Task description = Repeat nothing but the lines below running from the one containing "pub enum HealthStatus" to the one containing "pub struct HealthCheck". Keep both end lines.

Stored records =
·····
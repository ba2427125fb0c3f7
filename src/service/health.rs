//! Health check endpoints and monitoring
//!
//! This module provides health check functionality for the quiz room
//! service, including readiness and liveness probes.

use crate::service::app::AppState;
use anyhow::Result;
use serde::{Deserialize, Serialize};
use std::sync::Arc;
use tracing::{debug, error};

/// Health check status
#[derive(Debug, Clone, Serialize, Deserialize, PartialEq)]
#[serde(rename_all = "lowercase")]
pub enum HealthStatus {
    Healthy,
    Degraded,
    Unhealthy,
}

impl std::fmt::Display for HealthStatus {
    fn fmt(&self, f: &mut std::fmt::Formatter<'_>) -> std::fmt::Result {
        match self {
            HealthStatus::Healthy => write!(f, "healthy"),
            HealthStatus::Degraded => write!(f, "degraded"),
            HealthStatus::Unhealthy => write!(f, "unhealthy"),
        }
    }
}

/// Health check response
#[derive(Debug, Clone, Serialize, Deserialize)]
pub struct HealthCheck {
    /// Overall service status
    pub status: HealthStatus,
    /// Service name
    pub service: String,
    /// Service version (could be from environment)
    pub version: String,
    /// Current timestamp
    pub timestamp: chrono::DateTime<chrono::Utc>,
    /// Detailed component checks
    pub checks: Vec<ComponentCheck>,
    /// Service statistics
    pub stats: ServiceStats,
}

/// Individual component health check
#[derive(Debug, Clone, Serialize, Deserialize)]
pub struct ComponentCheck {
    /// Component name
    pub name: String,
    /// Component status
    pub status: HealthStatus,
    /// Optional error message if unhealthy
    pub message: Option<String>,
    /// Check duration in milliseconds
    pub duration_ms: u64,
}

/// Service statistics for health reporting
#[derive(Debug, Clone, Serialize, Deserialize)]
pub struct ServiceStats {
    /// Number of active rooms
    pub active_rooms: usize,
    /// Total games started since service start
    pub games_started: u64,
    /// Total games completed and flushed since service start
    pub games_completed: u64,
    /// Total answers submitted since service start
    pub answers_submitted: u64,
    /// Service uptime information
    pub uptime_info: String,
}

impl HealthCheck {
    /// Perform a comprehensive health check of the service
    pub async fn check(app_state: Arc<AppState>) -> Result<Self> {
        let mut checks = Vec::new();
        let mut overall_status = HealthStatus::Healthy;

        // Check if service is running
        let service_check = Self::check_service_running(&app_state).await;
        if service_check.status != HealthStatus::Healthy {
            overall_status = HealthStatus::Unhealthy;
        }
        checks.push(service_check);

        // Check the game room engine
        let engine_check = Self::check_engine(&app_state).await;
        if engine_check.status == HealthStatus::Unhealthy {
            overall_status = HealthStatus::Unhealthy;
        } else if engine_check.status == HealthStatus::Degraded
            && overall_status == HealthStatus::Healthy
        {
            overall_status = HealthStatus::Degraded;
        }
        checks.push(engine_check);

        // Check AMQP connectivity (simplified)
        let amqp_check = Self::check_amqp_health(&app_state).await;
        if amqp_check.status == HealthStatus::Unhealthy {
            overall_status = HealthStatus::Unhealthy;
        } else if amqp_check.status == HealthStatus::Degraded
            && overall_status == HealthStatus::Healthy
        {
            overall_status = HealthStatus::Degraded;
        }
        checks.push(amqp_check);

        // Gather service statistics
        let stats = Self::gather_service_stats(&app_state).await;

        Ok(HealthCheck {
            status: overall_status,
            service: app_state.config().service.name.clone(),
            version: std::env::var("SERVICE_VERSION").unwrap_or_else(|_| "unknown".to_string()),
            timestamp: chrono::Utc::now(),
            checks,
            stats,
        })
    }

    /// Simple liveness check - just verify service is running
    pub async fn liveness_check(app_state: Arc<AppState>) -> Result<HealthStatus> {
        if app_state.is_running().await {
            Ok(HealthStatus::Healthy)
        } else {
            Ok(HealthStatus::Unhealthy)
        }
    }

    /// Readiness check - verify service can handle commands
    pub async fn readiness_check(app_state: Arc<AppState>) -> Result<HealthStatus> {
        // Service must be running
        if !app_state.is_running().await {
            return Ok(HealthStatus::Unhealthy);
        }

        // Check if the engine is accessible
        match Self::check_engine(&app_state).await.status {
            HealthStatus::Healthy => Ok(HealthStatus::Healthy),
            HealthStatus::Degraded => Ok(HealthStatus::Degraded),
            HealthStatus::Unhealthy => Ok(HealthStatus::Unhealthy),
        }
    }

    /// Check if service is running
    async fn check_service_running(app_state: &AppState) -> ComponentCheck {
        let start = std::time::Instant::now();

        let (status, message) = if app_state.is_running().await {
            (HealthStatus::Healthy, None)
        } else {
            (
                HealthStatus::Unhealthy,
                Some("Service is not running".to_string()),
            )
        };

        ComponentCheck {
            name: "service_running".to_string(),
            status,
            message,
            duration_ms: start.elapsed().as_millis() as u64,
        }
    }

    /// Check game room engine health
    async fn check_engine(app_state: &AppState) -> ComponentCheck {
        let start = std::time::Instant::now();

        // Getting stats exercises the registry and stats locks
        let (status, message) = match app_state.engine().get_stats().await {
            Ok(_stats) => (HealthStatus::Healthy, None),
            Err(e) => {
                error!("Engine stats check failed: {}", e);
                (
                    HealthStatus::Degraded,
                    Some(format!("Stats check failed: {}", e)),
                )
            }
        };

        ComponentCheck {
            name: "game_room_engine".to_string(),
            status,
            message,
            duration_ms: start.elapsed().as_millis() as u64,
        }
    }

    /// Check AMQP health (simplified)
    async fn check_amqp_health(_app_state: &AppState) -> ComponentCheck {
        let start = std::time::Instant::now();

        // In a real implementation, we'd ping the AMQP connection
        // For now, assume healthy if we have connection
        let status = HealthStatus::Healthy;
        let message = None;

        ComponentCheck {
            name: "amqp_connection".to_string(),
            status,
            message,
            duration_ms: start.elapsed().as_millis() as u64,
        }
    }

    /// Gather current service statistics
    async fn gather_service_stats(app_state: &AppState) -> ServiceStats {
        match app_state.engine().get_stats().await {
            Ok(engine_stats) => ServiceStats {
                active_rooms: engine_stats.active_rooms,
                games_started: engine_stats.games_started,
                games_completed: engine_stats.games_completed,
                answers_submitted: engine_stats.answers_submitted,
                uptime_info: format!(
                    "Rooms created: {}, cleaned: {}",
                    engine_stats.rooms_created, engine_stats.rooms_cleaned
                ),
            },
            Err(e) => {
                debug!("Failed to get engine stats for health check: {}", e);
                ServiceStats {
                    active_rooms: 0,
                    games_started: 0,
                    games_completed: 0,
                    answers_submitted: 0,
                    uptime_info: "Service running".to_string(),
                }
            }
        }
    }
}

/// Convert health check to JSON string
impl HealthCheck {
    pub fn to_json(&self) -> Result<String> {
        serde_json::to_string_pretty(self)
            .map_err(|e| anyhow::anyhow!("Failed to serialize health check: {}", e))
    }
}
·····
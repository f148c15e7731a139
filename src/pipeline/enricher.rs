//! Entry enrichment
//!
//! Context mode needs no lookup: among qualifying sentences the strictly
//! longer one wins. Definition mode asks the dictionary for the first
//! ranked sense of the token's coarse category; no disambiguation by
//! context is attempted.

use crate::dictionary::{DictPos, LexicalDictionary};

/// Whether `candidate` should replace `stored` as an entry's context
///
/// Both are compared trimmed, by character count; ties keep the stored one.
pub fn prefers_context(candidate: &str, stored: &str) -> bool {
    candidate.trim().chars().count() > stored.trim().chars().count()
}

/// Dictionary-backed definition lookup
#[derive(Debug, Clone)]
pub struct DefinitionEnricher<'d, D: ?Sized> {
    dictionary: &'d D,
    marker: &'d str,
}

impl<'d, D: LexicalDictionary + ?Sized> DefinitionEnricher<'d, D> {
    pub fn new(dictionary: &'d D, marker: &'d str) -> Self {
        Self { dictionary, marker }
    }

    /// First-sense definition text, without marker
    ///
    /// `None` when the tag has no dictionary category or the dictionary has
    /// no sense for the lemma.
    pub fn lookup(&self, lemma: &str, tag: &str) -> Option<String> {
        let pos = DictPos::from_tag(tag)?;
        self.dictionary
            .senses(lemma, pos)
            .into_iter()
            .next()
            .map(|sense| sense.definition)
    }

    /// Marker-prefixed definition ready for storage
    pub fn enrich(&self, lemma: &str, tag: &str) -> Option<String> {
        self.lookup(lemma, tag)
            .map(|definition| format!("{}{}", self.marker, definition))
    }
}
·····
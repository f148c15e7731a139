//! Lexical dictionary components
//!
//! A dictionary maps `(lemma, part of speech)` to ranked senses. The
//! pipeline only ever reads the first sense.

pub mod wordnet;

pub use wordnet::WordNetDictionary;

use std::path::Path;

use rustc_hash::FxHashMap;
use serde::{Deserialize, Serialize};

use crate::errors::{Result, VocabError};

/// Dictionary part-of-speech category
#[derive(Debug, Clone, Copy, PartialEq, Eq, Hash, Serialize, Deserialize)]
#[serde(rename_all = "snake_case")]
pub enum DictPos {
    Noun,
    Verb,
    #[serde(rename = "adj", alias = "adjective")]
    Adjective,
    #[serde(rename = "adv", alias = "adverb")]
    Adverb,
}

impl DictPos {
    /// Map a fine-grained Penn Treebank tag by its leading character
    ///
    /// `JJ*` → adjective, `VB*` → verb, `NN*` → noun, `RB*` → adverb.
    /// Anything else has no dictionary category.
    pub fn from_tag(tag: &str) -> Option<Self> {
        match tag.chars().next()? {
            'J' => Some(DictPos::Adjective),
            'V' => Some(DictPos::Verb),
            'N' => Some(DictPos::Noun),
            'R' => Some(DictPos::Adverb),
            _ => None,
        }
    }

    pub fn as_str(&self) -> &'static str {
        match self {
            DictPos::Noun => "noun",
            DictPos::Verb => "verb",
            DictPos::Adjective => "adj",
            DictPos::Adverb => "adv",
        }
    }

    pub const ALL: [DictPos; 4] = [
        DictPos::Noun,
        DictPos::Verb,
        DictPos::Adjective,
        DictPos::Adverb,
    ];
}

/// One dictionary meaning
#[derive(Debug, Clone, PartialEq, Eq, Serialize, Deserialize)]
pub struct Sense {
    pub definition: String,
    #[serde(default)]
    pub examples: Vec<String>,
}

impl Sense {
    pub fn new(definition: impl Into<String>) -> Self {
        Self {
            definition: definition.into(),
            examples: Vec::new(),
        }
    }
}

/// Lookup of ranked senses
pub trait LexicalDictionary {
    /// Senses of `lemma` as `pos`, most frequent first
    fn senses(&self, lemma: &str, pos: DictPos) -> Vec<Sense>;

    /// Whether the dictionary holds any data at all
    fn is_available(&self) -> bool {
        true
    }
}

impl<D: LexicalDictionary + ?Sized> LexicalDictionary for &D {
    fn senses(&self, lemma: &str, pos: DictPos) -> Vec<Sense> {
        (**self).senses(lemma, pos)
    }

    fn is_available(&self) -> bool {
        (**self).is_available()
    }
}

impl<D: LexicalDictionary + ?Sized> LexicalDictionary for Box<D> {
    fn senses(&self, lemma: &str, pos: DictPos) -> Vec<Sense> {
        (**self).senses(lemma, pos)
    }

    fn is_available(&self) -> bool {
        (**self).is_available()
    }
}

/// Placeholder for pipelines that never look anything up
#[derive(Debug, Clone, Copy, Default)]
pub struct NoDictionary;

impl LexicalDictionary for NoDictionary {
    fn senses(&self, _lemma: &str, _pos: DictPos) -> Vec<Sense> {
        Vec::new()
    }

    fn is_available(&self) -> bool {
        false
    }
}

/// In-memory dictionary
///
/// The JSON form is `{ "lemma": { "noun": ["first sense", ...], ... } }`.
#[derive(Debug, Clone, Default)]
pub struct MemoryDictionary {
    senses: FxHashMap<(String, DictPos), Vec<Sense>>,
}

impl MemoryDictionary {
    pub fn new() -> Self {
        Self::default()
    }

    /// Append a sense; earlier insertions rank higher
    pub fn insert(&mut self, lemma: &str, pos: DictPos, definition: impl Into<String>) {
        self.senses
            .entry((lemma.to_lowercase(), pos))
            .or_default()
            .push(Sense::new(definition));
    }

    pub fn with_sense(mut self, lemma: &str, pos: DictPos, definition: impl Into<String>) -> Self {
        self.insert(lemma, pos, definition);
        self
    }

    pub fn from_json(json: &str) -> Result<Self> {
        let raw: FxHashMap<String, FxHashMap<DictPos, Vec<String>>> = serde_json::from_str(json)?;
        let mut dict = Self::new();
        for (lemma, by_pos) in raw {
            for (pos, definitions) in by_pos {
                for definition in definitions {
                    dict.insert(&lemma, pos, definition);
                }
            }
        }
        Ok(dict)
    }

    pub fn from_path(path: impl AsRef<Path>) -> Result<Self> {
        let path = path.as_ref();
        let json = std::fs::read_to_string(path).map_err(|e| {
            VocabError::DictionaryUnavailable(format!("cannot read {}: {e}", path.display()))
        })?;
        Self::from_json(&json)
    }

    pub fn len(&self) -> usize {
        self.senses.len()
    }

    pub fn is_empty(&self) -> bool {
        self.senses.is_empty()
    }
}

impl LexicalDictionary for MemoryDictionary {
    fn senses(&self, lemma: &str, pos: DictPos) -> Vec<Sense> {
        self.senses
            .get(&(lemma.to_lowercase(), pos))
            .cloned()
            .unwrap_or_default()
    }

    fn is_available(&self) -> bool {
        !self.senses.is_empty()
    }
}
·····
Exercise result =
pub enum HealthStatus {
    Healthy,
    Degraded,
    Unhealthy,
}

impl std::fmt::Display for HealthStatus {
    fn fmt(&self, f: &mut std::fmt::Formatter<'_>) -> std::fmt::Result {
        match self {
            HealthStatus::Healthy => write!(f, "healthy"),
            HealthStatus::Degraded => write!(f, "degraded"),
            HealthStatus::Unhealthy => write!(f, "unhealthy"),
        }
    }
}

/// Health check response
#[derive(Debug, Clone, Serialize, Deserialize)]
pub struct HealthCheck {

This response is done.